The furnace to my left illuminated only the closest of the other dwarves at their anvils, and I shuddered at the sight. They had the most incredible proportions, with eyes that fairly glowed in the darkness as if they were hot coals. All of them were shaved and I could see that some had a single braid that ran so far down their back, it could almost be considered a tail. Or a second spine. 

After taking it all in, I placed a hand up to my own head, to reassure myself that I was I still more of a dwarf than the creatures around me -- and felt only bare skin. In a panic, I ran both hands over my face and head. My beard was gone! And most of my hair! I'd been shorn and given that ridiculous hair style while I was out cold and helpless. 

For a moment, I was speechless, and then tears welled up in my eyes.  

"You bastard!" I screamed at the Overseer who was still cackling. The frenzied rubbing at my head caused the cuts along my nape to sting, and my hands were soon covered in a pinkish slick of blood and water.  

"Hrae!" the Overseer shouted over his shoulder once he'd stopped laughing long enough to press out a few sentences. "Your new apprentice is awake! And bawling like a baby over the loss of his precious beard." 

A clomping like the war horses of men approached, and out of the darkness materialised the largest dwarf I'd ever seen in my life, then or now. He was at least twice as tall as a grown adult dwarf and twice as wide. His huge arms hung almost down to his knees and bright eyes stared holes in me from out of square-shaped eye sockets. 

"Jotun." The horrible word escaped my mouth before I realised it, and all pain was temporarily forgotten.

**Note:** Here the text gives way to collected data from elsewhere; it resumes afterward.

//! Separable two-pass convolution.
//!
//! A request pulls the upstream block covered by the kernel windows of every requested output
//! pixel, convolves each of its rows horizontally into an intermediate buffer and then combines
//! those rows vertically. Byte and UQ15 formats use Q15 fixed-point weights with a single
//! rounding step at the end; float formats use float weights and the detected lane width.
//! Alpha must be premultiplied so transparent pixels contribute no color.

use crate::convert::format::{NumericRepresentation, PixelFormat};
use crate::convert::{read_f32, read_u16, write_f32, write_u16};
use crate::foundation::core::PixelArea;
use crate::foundation::error::{ScaleError, ScaleResult};
use crate::foundation::math::UQ15_ONE;
use crate::kernel::interpolator::InterpolationSettings;
use crate::kernel::map::{KernelMap, KernelView, KernelWeight};
use crate::pipeline::source::{PixelSource, Upstream, check_region};
use crate::simd::{Lanes, SimdLevel, with_lanes};

const Q30_ROUND: i64 = 1 << 29;

enum AxisMaps {
    Fixed {
        h: KernelMap<i32>,
        v: KernelMap<i32>,
    },
    Float {
        h: KernelMap<f32>,
        v: KernelMap<f32>,
    },
}

#[derive(Clone, Copy)]
enum Sample {
    Byte,
    Uq15,
    Float,
}

impl Sample {
    fn of(format: PixelFormat) -> ScaleResult<Self> {
        if let Some(premultiplied) = format.premultiplied() {
            return Err(ScaleError::unsupported_format(format!(
                "cannot convolve straight alpha ({format}), convert to {premultiplied} first"
            )));
        }
        match format.desc().numeric {
            NumericRepresentation::UnsignedInteger => Ok(Self::Byte),
            NumericRepresentation::Fixed => Ok(Self::Uq15),
            NumericRepresentation::Float => Ok(Self::Float),
            NumericRepresentation::Indexed => Err(ScaleError::unsupported_format(format!(
                "cannot convolve palette indices ({format})"
            ))),
        }
    }
}

/// Resampling or blurring stage.
pub struct Convolution {
    name: &'static str,
    upstream: Upstream,
    width: u32,
    height: u32,
    format: PixelFormat,
    maps: AxisMaps,
    level: SimdLevel,
    block: Vec<u8>,
    fixed_rows: Vec<i64>,
    float_src: Vec<f32>,
    float_rows: Vec<f32>,
}

impl Convolution {
    /// Resample `upstream` to `width x height`.
    pub fn resize(
        upstream: Upstream,
        width: u32,
        height: u32,
        settings: &InterpolationSettings,
        subsample_offset: bool,
    ) -> ScaleResult<Self> {
        if width == 0 || height == 0 {
            return Err(ScaleError::validation(format!(
                "resize target must be non-zero, got {width}x{height}"
            )));
        }
        let format = upstream.format();
        let channels = format.channels() as u32;
        let (in_w, in_h) = (upstream.width(), upstream.height());
        let maps = match Sample::of(format)? {
            Sample::Byte | Sample::Uq15 => AxisMaps::Fixed {
                h: KernelMap::create_resample(in_w, width, settings, 1, subsample_offset)?,
                v: KernelMap::create_resample(in_h, height, settings, 1, subsample_offset)?,
            },
            Sample::Float => AxisMaps::Float {
                h: KernelMap::create_resample(in_w, width, settings, channels, subsample_offset)?,
                v: KernelMap::create_resample(in_h, height, settings, 1, subsample_offset)?,
            },
        };
        Ok(Self::with_maps("Resize", upstream, width, height, maps))
    }

    /// Gaussian blur of `upstream` with standard deviation `radius`.
    pub fn blur(upstream: Upstream, radius: f64) -> ScaleResult<Self> {
        let format = upstream.format();
        let channels = format.channels() as u32;
        let (w, h) = (upstream.width(), upstream.height());
        let maps = match Sample::of(format)? {
            Sample::Byte | Sample::Uq15 => AxisMaps::Fixed {
                h: KernelMap::create_blur(w, radius, 1)?,
                v: KernelMap::create_blur(h, radius, 1)?,
            },
            Sample::Float => AxisMaps::Float {
                h: KernelMap::create_blur(w, radius, channels)?,
                v: KernelMap::create_blur(h, radius, 1)?,
            },
        };
        Ok(Self::with_maps("GaussianBlur", upstream, w, h, maps))
    }

    fn with_maps(
        name: &'static str,
        upstream: Upstream,
        width: u32,
        height: u32,
        maps: AxisMaps,
    ) -> Self {
        let format = upstream.format();
        Self {
            name,
            upstream,
            width,
            height,
            format,
            maps,
            level: SimdLevel::detect(),
            block: Vec::new(),
            fixed_rows: Vec::new(),
            float_src: Vec::new(),
            float_rows: Vec::new(),
        }
    }

    /// Pin the vector width used by the float passes.
    pub fn with_level(mut self, level: SimdLevel) -> Self {
        self.level = level;
        self
    }
}

// Input range `[lo, hi)` read by outputs `from..to`.
fn span<T: KernelWeight>(view: &KernelView<'_, T>, samples: usize, from: u32, to: u32) -> (u32, u32) {
    let mut lo = usize::MAX;
    let mut hi = 0;
    for i in from as usize..to as usize {
        let s = view.start(i);
        lo = lo.min(s);
        hi = hi.max(s + samples);
    }
    (lo as u32, hi as u32)
}

fn pull_block<T: KernelWeight>(
    upstream: &mut Upstream,
    block: &mut Vec<u8>,
    (h, hv): (&KernelMap<T>, &KernelView<'_, T>),
    (v, vv): (&KernelMap<T>, &KernelView<'_, T>),
    area: PixelArea,
) -> ScaleResult<PixelArea> {
    let (sx0, sx1) = span(hv, h.samples(), area.x, area.right());
    let (sy0, sy1) = span(vv, v.samples(), area.y, area.bottom());
    let src = PixelArea::new(sx0, sy0, sx1 - sx0, sy1 - sy0);
    let src_stride = src.width as usize * upstream.format().bytes_per_pixel();
    block.resize(src_stride * src.height as usize, 0);
    upstream.fill_region(src, src_stride, block)?;
    Ok(src)
}

impl PixelSource for Convolution {
    fn name(&self) -> &str {
        self.name
    }

    fn width(&self) -> u32 {
        self.width
    }

    fn height(&self) -> u32 {
        self.height
    }

    fn format(&self) -> PixelFormat {
        self.format
    }

    fn fill_region(&mut self, area: PixelArea, stride: usize, dst: &mut [u8]) -> ScaleResult<()> {
        check_region(self.width, self.height, self.format, area, stride, dst)?;
        let Self {
            upstream,
            format,
            maps,
            level,
            block,
            fixed_rows,
            float_src,
            float_rows,
            ..
        } = self;

        let format = *format;
        match &*maps {
            AxisMaps::Fixed { h, v } => {
                let (hv, vv) = (h.view()?, v.view()?);
                let src = pull_block(upstream, block, (h, &hv), (v, &vv), area)?;
                let wide = format.desc().bytes_per_channel() == 2;
                let rows = FixedRows {
                    channels: format.channels(),
                    wide,
                    src,
                    area,
                };
                rows.horizontal(&hv, block, fixed_rows);
                rows.vertical(&vv, fixed_rows, stride, dst);
            }
            AxisMaps::Float { h, v } => {
                let (hv, vv) = (h.view()?, v.view()?);
                let src = pull_block(upstream, block, (h, &hv), (v, &vv), area)?;
                float_src.clear();
                float_src.extend(block.chunks_exact(4).map(read_f32));
                let channels = format.channels();
                let pass = FloatRows {
                    channels,
                    samples: h.samples(),
                    src,
                    area,
                };
                with_lanes!(*level, L => {
                    pass.horizontal::<L>(&hv, float_src, float_rows);
                    pass.vertical::<L>(&vv, float_rows, stride, dst);
                });
            }
        }
        Ok(())
    }
}

struct FixedRows {
    channels: usize,
    wide: bool,
    src: PixelArea,
    area: PixelArea,
}

impl FixedRows {
    fn sample(&self, line: &[u8], i: usize) -> i64 {
        if self.wide {
            i64::from(read_u16(&line[i * 2..]))
        } else {
            i64::from(line[i])
        }
    }

    // Each block row becomes `area.width * channels` Q15-scaled sums.
    fn horizontal(&self, hv: &KernelView<'_, i32>, block: &[u8], rows: &mut Vec<i64>) {
        let ch = self.channels;
        let bpc = if self.wide { 2 } else { 1 };
        let src_stride = self.src.width as usize * ch * bpc;
        let row_len = self.area.width as usize * ch;
        rows.resize(row_len * self.src.height as usize, 0);

        for (line, out) in block
            .chunks_exact(src_stride)
            .zip(rows.chunks_exact_mut(row_len))
        {
            for x in 0..self.area.width as usize {
                let ox = self.area.x as usize + x;
                let start = hv.start(ox) - self.src.x as usize;
                let w = hv.weights(ox);
                for c in 0..ch {
                    let mut acc = 0i64;
                    for (j, &wj) in w.iter().enumerate() {
                        acc += i64::from(wj) * self.sample(line, (start + j) * ch + c);
                    }
                    out[x * ch + c] = acc;
                }
            }
        }
    }

    fn vertical(&self, vv: &KernelView<'_, i32>, rows: &[i64], stride: usize, dst: &mut [u8]) {
        let row_len = self.area.width as usize * self.channels;
        let max = if self.wide { i64::from(UQ15_ONE) } else { 255 };
        for y in 0..self.area.height as usize {
            let oy = self.area.y as usize + y;
            let start = vv.start(oy) - self.src.y as usize;
            let w = vv.weights(oy);
            let out = &mut dst[y * stride..];
            for e in 0..row_len {
                let mut acc = 0i64;
                for (k, &wk) in w.iter().enumerate() {
                    acc += i64::from(wk) * rows[(start + k) * row_len + e];
                }
                let val = ((acc + Q30_ROUND) >> 30).clamp(0, max);
                if self.wide {
                    write_u16(&mut out[e * 2..], val as u16);
                } else {
                    out[e] = val as u8;
                }
            }
        }
    }
}

struct FloatRows {
    channels: usize,
    samples: usize,
    src: PixelArea,
    area: PixelArea,
}

impl FloatRows {
    fn horizontal<L: Lanes>(&self, hv: &KernelView<'_, f32>, block: &[f32], rows: &mut Vec<f32>) {
        let ch = self.channels;
        let src_len = self.src.width as usize * ch;
        let row_len = self.area.width as usize * ch;
        let vlen = self.samples * ch;
        let vectorized = L::LANES % ch == 0;
        rows.resize(row_len * self.src.height as usize, 0.0);

        let mut lanes = [0.0f32; 8];
        for (line, out) in block
            .chunks_exact(src_len)
            .zip(rows.chunks_exact_mut(row_len))
        {
            for x in 0..self.area.width as usize {
                let ox = self.area.x as usize + x;
                let base = (hv.start(ox) - self.src.x as usize) * ch;
                let window = &line[base..base + vlen];
                let w = hv.weights(ox);
                let px = &mut out[x * ch..(x + 1) * ch];
                px.fill(0.0);

                let mut j = 0;
                if vectorized {
                    let mut acc = L::splat(0.0);
                    while j + L::LANES <= vlen {
                        acc = acc.mul_add_mem(L::load(&w[j..]), &window[j..]);
                        j += L::LANES;
                    }
                    if ch == 1 {
                        px[0] += acc.hsum();
                    } else {
                        acc.store(&mut lanes);
                        for (k, &v) in lanes[..L::LANES].iter().enumerate() {
                            px[k % ch] += v;
                        }
                    }
                }
                // Vector chunks are whole pixels, so `j % ch` is still the channel.
                for k in j..vlen {
                    px[k % ch] += w[k] * window[k];
                }
            }
        }
    }

    fn vertical<L: Lanes>(&self, vv: &KernelView<'_, f32>, rows: &[f32], stride: usize, dst: &mut [u8]) {
        let row_len = self.area.width as usize * self.channels;
        let mut buf = [0.0f32; 8];
        for y in 0..self.area.height as usize {
            let oy = self.area.y as usize + y;
            let start = vv.start(oy) - self.src.y as usize;
            let w = vv.weights(oy);
            let out = &mut dst[y * stride..];

            let mut e = 0;
            while e + L::LANES <= row_len {
                let mut acc = L::splat(0.0);
                for (k, &wk) in w.iter().enumerate() {
                    acc = acc.mul_add_mem(L::splat(wk), &rows[(start + k) * row_len + e..]);
                }
                acc.store(&mut buf);
                for (i, &v) in buf[..L::LANES].iter().enumerate() {
                    write_f32(&mut out[(e + i) * 4..], v);
                }
                e += L::LANES;
            }
            for e in e..row_len {
                let mut acc = 0.0f32;
                for (k, &wk) in w.iter().enumerate() {
                    acc += wk * rows[(start + k) * row_len + e];
                }
                write_f32(&mut out[e * 4..], acc);
            }
        }
    }
}

#[cfg(test)]
#[path = "../../tests/unit/pipeline/convolution.rs"]
mod tests;
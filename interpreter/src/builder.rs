use std::collections::VecDeque;
use std::rc::Rc;

use docmerge::document::Document;
use docmerge::expression::Expression;
use docmerge::field::{Field, FieldRef};
use tracing::{debug, trace};

use crate::block::{Block, Boundaries};
use crate::error::{DiagnosticError, TemplateError};
use crate::handler::HandlerRegistry;
use crate::statement::Statement;

/// Turns the fields of one subtree into statements.
///
/// Fields are consumed front to back. Block handlers keep pulling fields
/// until they reach their end marker, so nested directives end up inside the
/// block they belong to and are only built for real when that block is
/// processed.
pub struct OperationBuilder<'a> {
    document: &'a Document,
    registry: &'a HandlerRegistry,
    fields: VecDeque<FieldRef>,
    boundaries: Rc<Boundaries>,
    /// How many block bodies are being consumed right now.
    depth: usize,
}

impl<'a> OperationBuilder<'a> {
    pub fn new(document: &'a Document, registry: &'a HandlerRegistry, fields: Vec<Field>) -> Self {
        OperationBuilder {
            document,
            registry,
            fields: fields.into_iter().map(Rc::new).collect(),
            boundaries: Boundaries::new(),
            depth: 0,
        }
    }

    pub fn document(&self) -> &'a Document {
        self.document
    }

    /// Build all top-level statements.
    pub fn build(mut self) -> Result<Vec<Statement>, DiagnosticError> {
        let mut statements = Vec::new();
        while !self.fields.is_empty() {
            if let Some(statement) = self.consume(true)? {
                debug!(statement = statement.name(), "statement built");
                statements.push(statement);
            }
        }
        Ok(statements)
    }

    /// Pop the next field and hand it to its handler. `None` when no fields
    /// remain or the handler declined the field.
    pub fn consume(&mut self, allow_insertion: bool) -> Result<Option<Statement>, DiagnosticError> {
        let Some(field) = self.fields.pop_front() else {
            return Ok(None);
        };
        let registry = self.registry;
        match registry.handler_for(&field) {
            Some(handler) => handler.build(self, field, allow_insertion),
            None => {
                trace!(expression = field.expression(), "no handler, field dropped");
                Ok(None)
            }
        }
    }

    /// Consume fields until the one whose expression is `end`, and return it.
    /// Fields in between are built with insertion disabled, so any nested
    /// blocks swallow their own end markers.
    pub fn consume_block(&mut self, start: &FieldRef, end: &str) -> Result<FieldRef, DiagnosticError> {
        let mut boundaries = self.consume_multi_block(start, end, |_| false)?;
        boundaries
            .pop()
            .ok_or_else(|| missing_end_field(start, end))
    }

    /// Like [`consume_block`](Self::consume_block) but also stops at every
    /// field at this nesting level for which `is_marker` holds. Returns the
    /// start field, the markers in order, then the end field.
    pub fn consume_multi_block(
        &mut self,
        start: &FieldRef,
        end: &str,
        is_marker: impl Fn(&str) -> bool,
    ) -> Result<Vec<FieldRef>, DiagnosticError> {
        self.depth += 1;
        let result = self.collect_boundaries(start, end, is_marker);
        self.depth -= 1;
        result
    }

    fn collect_boundaries(
        &mut self,
        start: &FieldRef,
        end: &str,
        is_marker: impl Fn(&str) -> bool,
    ) -> Result<Vec<FieldRef>, DiagnosticError> {
        let mut boundaries = vec![start.clone()];
        loop {
            let Some(next) = self.fields.front() else {
                return Err(missing_end_field(start, end));
            };
            if next.expression() == end || is_marker(next.expression()) {
                let done = next.expression() == end;
                if let Some(field) = self.fields.pop_front() {
                    boundaries.push(field);
                }
                if done {
                    return Ok(boundaries);
                }
            } else {
                self.consume(false)?;
            }
        }
    }

    /// Resolve the block between two fields, reporting failures at the start field.
    ///
    /// Blocks nested in another block's body are only built to find their
    /// end markers; they are rebuilt from the body copy, so they count their
    /// boundaries apart from the blocks that are evaluated here.
    pub fn enclose(&self, start: FieldRef, end: FieldRef) -> Result<Block, DiagnosticError> {
        let span = start.span.clone();
        let boundaries = if self.depth > 0 {
            Boundaries::new()
        } else {
            Rc::clone(&self.boundaries)
        };
        Block::enclosed_by(self.document, start, end, &boundaries)
            .map_err(|e| DiagnosticError::from(e).at(span))
    }

    /// Parse a directive operand, reporting failures at `field`.
    pub fn expression(field: &Field, text: &str) -> Result<Expression, DiagnosticError> {
        Expression::parse(text).map_err(|e| {
            DiagnosticError::from(TemplateError::InvalidExpression(e)).at(field.span.clone())
        })
    }
}

fn missing_end_field(start: &FieldRef, end: &str) -> DiagnosticError {
    DiagnosticError::from(TemplateError::MissingEndField {
        start: start.expression().to_string(),
        end: end.to_string(),
    })
    .at(start.span.clone())
}
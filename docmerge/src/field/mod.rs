pub mod scanner;

use std::cell::Cell;
use std::ops::Range;
use std::rc::Rc;

use crate::document::{Document, NodeId, names};

/// A field shared between the statements and blocks that reference it.
pub type FieldRef = Rc<Field>;

/// The two on-the-wire shapes a merge field can take.
#[derive(Debug, Clone, Copy, PartialEq, Eq)]
pub enum FieldShape {
    /// `<w:fldSimple w:instr="...">` carrying the instruction as an attribute.
    Simple,
    /// begin / instrText / separate / display / end runs.
    Complex,
}

/// A located merge-field directive.
#[derive(Debug)]
pub struct Field {
    /// The directive text, e.g. `=person.name` or `items:each(item)`.
    pub raw_expression: String,
    /// The nodes that together make up the field, in document order.
    pub anchor_nodes: Vec<NodeId>,
    pub shape: FieldShape,
    pub valid: bool,
    /// Byte span of the field in the source XML.
    pub span: Range<usize>,
    block_reference_count: Cell<usize>,
}

impl Field {
    pub fn new(
        raw_expression: impl Into<String>,
        anchor_nodes: Vec<NodeId>,
        shape: FieldShape,
        valid: bool,
        span: Range<usize>,
    ) -> Self {
        Field {
            raw_expression: raw_expression.into(),
            anchor_nodes,
            shape,
            valid,
            span,
            block_reference_count: Cell::new(0),
        }
    }

    pub fn expression(&self) -> &str {
        &self.raw_expression
    }

    pub fn start_node(&self) -> NodeId {
        self.anchor_nodes[0]
    }

    pub fn end_node(&self) -> NodeId {
        self.anchor_nodes[self.anchor_nodes.len() - 1]
    }

    /// Nearest ancestor element with the given name, looked up from the start node.
    pub fn ancestor(&self, document: &Document, name: &str) -> Option<NodeId> {
        document.find_ancestor(self.start_node(), name)
    }

    /// The node holding the field's displayed result: the run after the
    /// separator for complex fields, the field element itself for simple ones.
    pub fn display_node(&self, document: &Document) -> Option<NodeId> {
        match self.shape {
            FieldShape::Simple => Some(self.start_node()),
            FieldShape::Complex => {
                let separator = self
                    .anchor_nodes
                    .iter()
                    .position(|n| contains_field_char(document, *n, "separate"))?;
                let display = *self.anchor_nodes.get(separator + 1)?;
                if display == self.end_node() && contains_field_char(document, display, "end") {
                    None
                } else {
                    Some(display)
                }
            }
        }
    }

    pub fn block_reference_count(&self) -> usize {
        self.block_reference_count.get()
    }

    /// Called once for every block that uses this field as a boundary.
    pub fn add_block_reference(&self) {
        self.block_reference_count
            .set(self.block_reference_count.get() + 1);
    }

    /// Drop one block reference. Returns true once no block references the field
    /// any more, meaning the caller is the one that must remove it.
    pub fn release_block_reference(&self) -> bool {
        let remaining = self.block_reference_count.get().saturating_sub(1);
        self.block_reference_count.set(remaining);
        remaining == 0
    }

    /// Detach every anchor node from the tree.
    pub fn remove(&self, document: &mut Document) {
        for node in &self.anchor_nodes {
            document.detach(*node);
        }
    }
}

/// True if `node` is or contains a `w:fldChar` of the given type.
pub(crate) fn contains_field_char(document: &Document, node: NodeId, char_type: &str) -> bool {
    std::iter::once(node)
        .chain(document.descendants(node))
        .any(|n| {
            document.is_element(n, names::FIELD_CHAR)
                && document.attribute(n, names::FIELD_CHAR_TYPE) == Some(char_type)
        })
}
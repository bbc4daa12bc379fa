pub mod document;
pub mod expression;
pub mod field;
pub mod parser;

use crate::document::Document;
use crate::field::Field;

/// A parsed document part together with the merge fields found in it.
#[derive(Debug)]
pub struct Template {
    pub document: Document,
    /// Fields in document order.
    pub fields: Vec<Field>,
    /// The source file ID (for error reporting with codespan-reporting).
    pub source_id: usize,
}

impl Template {
    pub fn parse(source: String, source_id: usize) -> Result<Self, parser::ParseError> {
        let document = parser::Parser::new(source, source_id).parse()?;
        let fields = field::scanner::scan_fields(&document, document.root());
        Ok(Template {
            document,
            fields,
            source_id,
        })
    }
}
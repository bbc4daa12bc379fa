use std::fmt;
use std::ops::Range;

use docmerge::expression::ExpressionError;
use docmerge::parser::ParseError;

/// The template itself is malformed: directives do not pair up or do not fit
/// any block structure.
#[derive(Debug, Clone, PartialEq, Eq, thiserror::Error)]
pub enum TemplateError {
    #[error("could not find end field for «{start}», was looking for «{end}»")]
    MissingEndField { start: String, end: String },

    #[error("no row, paragraph or inline block encloses «{start}» and «{end}»")]
    UnresolvableBlock { start: String, end: String },

    #[error("«{marker}» cannot follow the else branch of «{start}»")]
    MisplacedBranch { start: String, marker: String },

    #[error(transparent)]
    InvalidExpression(#[from] ExpressionError),
}

/// The template is fine but the context does not fit it.
#[derive(Debug, Clone, PartialEq, Eq, thiserror::Error)]
pub enum ContextError {
    #[error("«{expression}» should evaluate to an enumerable but was {type_name}")]
    NotEnumerable {
        expression: String,
        type_name: String,
    },

    #[error("«{expression}» should evaluate to an image but was {type_name}")]
    NotAnImage {
        expression: String,
        type_name: String,
    },

    #[error("undefined member `{member}` for {type_name} in «{expression}»")]
    UnknownMember {
        expression: String,
        member: String,
        type_name: String,
    },

    #[error("undefined predicate `{predicate}` for {type_name} in «{expression}»")]
    UnknownPredicate {
        expression: String,
        predicate: String,
        type_name: String,
    },

    #[error("undefined variable `{name}` in «{expression}»")]
    UndefinedVariable { name: String, expression: String },
}

#[derive(Debug, Clone, PartialEq, Eq, thiserror::Error)]
pub enum RegistryError {
    #[error("a handler named `{0}` is already registered")]
    DuplicateHandler(String),
}

#[derive(Debug, thiserror::Error)]
pub enum RuntimeError {
    #[error(transparent)]
    Template(#[from] TemplateError),

    #[error(transparent)]
    Context(#[from] ContextError),

    #[error("XML error: {0}")]
    Parse(#[from] ParseError),

    #[error("I/O error: {0}")]
    Io(#[from] std::io::Error),
}

/// A runtime error enriched with the source location of the offending field.
#[derive(Debug)]
pub struct DiagnosticError {
    pub error: RuntimeError,
    pub span: Option<Range<usize>>,
    pub source_id: usize,
}

impl DiagnosticError {
    /// Attach a source span unless one is already known.
    pub fn at(mut self, span: Range<usize>) -> Self {
        if self.span.is_none() && !span.is_empty() {
            self.span = Some(span);
        }
        self
    }

    pub fn with_source(mut self, source_id: usize) -> Self {
        self.source_id = source_id;
        self
    }

    pub fn is_template_error(&self) -> bool {
        matches!(self.error, RuntimeError::Template(_))
    }

    pub fn is_context_error(&self) -> bool {
        matches!(self.error, RuntimeError::Context(_))
    }
}

impl From<RuntimeError> for DiagnosticError {
    fn from(error: RuntimeError) -> Self {
        DiagnosticError {
            error,
            span: None,
            source_id: 0,
        }
    }
}

impl From<TemplateError> for DiagnosticError {
    fn from(error: TemplateError) -> Self {
        RuntimeError::from(error).into()
    }
}

impl From<ContextError> for DiagnosticError {
    fn from(error: ContextError) -> Self {
        RuntimeError::from(error).into()
    }
}

impl From<ParseError> for DiagnosticError {
    fn from(error: ParseError) -> Self {
        let span = error.span.clone();
        let source_id = error.file_id;
        DiagnosticError {
            error: RuntimeError::from(error),
            span: Some(span),
            source_id,
        }
    }
}

impl From<std::io::Error> for DiagnosticError {
    fn from(error: std::io::Error) -> Self {
        RuntimeError::from(error).into()
    }
}

impl fmt::Display for DiagnosticError {
    fn fmt(&self, f: &mut fmt::Formatter<'_>) -> fmt::Result {
        self.error.fmt(f)
    }
}

impl std::error::Error for DiagnosticError {
    fn source(&self) -> Option<&(dyn std::error::Error + 'static)> {
        Some(&self.error)
    }
}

The corners of Hrae's mouth turned up in something resembling a smile, but on his stretched-out face, it was more like a grimace. He must have heard me, or read my lips, because he said in a voice that sounded more like the hissing of steam than a real voice, "half Jotun, half Dwarf. But only the worst halves. As you'll soon find out." 

The Overseer cackled again, slapping his obscenely muscled leg, and moved off, leaving me alone with the monstrosity.

"You're standing, I see," said Hrae. "Good. Your first lesson starts now, apprentice."